═════ Data shown
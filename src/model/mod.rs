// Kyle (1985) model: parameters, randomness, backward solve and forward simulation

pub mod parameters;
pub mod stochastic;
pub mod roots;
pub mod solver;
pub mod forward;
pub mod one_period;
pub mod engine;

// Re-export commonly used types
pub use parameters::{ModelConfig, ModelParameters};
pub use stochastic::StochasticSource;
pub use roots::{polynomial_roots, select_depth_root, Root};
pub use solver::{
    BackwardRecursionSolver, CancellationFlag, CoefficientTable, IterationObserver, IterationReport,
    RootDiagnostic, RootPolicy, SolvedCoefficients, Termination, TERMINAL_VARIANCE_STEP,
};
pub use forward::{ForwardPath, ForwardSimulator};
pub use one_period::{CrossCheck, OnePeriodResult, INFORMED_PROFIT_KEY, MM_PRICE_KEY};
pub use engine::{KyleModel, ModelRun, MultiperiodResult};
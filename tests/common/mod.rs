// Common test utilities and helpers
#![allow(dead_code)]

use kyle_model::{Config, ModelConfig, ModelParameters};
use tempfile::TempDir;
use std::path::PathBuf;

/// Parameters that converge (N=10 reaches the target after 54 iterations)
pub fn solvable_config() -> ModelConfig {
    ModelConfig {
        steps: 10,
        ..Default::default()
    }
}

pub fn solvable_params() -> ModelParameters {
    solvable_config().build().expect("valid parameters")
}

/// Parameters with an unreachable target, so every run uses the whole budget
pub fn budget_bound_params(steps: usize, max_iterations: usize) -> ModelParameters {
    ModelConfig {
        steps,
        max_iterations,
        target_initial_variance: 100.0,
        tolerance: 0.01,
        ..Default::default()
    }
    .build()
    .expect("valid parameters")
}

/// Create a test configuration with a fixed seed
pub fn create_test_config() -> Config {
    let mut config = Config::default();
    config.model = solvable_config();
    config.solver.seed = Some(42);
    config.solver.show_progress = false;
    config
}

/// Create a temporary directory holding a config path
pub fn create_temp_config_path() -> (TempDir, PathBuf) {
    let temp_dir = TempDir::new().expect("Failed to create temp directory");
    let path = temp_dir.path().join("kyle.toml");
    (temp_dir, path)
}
══════════
Aim of the exercise: The range runs from the line above containing "config.solver.show_progress = false;" to the line containing "to create temp", inclusive. Restate those lines word for word and no others.

Solution to this exercise:
    config.solver.show_progress = false;
    config
}

/// Create a temporary directory holding a config path
pub fn create_temp_config_path() -> (TempDir, PathBuf) {
    let temp_dir = TempDir::new().expect("Failed to create temp directory");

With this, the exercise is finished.